When I first met Jared, I surprised myself. I had absolutely no misgivings about his conditions. Instead, I was deeply curious, eager to learn everything I could about hemophilia and seizures. Jared, for his part, was upfront about his health challenges and clear that he wouldn’t let them define his life. This resonated with me.

Over time, I learned to adapt to the occasional interruptions that his bleeds and seizures brought into our daily lives. Seizures, I realized, were something to ride out; bleeds were issues to manage as they arose. My focus shifted to what I could control: staying calm and informed, and supporting Jared in the ways he needed.

Living with someone who has chronic conditions requires constant adaptability and a strong sense of purpose. For someone with ADHD, purpose is a lifeline. Research suggests that ADHD brains are wired to thrive on intrinsic motivators like passion, purpose, and interest, far more than neurotypical brains. Tasks that align with these motivators often feel effortless, while those that don’t can feel impossible.

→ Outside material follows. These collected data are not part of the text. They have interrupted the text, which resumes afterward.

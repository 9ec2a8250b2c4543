//! [`Driver`] implementation backed by the worker process.

use std::sync::Arc;

use async_trait::async_trait;
use tracing::{debug, warn};

use super::client::WorkerClient;
use crate::connector::{Connection, ConnectionResult, Driver, QueryError, QueryResult};
use crate::data::ResultSet;
use crate::sql::dialect::{Dialect, SqlDialect};

/// Opens connections through a shared [`WorkerClient`].
#[derive(Clone)]
pub struct WorkerDriver {
    client: Arc<WorkerClient>,
}

impl WorkerDriver {
    pub fn new(client: Arc<WorkerClient>) -> Self {
        Self { client }
    }
}

#[async_trait]
impl Driver for WorkerDriver {
    async fn open(&self, dialect: Dialect, target: &str) -> ConnectionResult<Box<dyn Connection>> {
        let handle = self
            .client
            .open_connection(dialect.driver_name(), target)
            .await?;
        debug!(%dialect, %handle, "worker connection opened");
        Ok(Box::new(WorkerConnection {
            client: self.client.clone(),
            handle,
            closed: false,
        }))
    }
}

/// A connection held open inside the worker.
pub struct WorkerConnection {
    client: Arc<WorkerClient>,
    handle: String,
    closed: bool,
}

#[async_trait]
impl Connection for WorkerConnection {
    async fn query(&mut self, sql: &str) -> QueryResult<ResultSet> {
        if self.closed {
            return Err(QueryError::Driver(format!(
                "connection {} already closed",
                self.handle
            )));
        }
        let resp = self.client.execute_query(&self.handle, sql).await?;
        let width = resp.columns.len();
        if let Some(bad) = resp.rows.iter().position(|r| r.len() != width) {
            return Err(QueryError::Malformed(format!(
                "row {} has {} values for {} columns",
                bad,
                resp.rows[bad].len(),
                width
            )));
        }
        Ok(resp.into())
    }

    async fn close(&mut self) -> ConnectionResult<()> {
        if self.closed {
            return Ok(());
        }
        self.closed = true;
        self.client.close_connection(&self.handle).await?;
        debug!(handle = %self.handle, "worker connection closed");
        Ok(())
    }
}

impl Drop for WorkerConnection {
    fn drop(&mut self) {
        if !self.closed {
            warn!(handle = %self.handle, "worker connection dropped without close");
        }
    }
}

For me, caregiving for Jared provides a deep sense of purpose. Supporting him through his health challenges, being part of his journey, and sharing a life that values resilience and love — it all feels deeply meaningful.

The ‘interest-based nervous system’

ADHD brains are uniquely wired to operate on what psychologist William Dodson calls an “interest-based nervous system.” Unlike neurotypical brains, which prioritize tasks based on importance, ADHD brains are driven by interest, challenge, novelty, and urgency.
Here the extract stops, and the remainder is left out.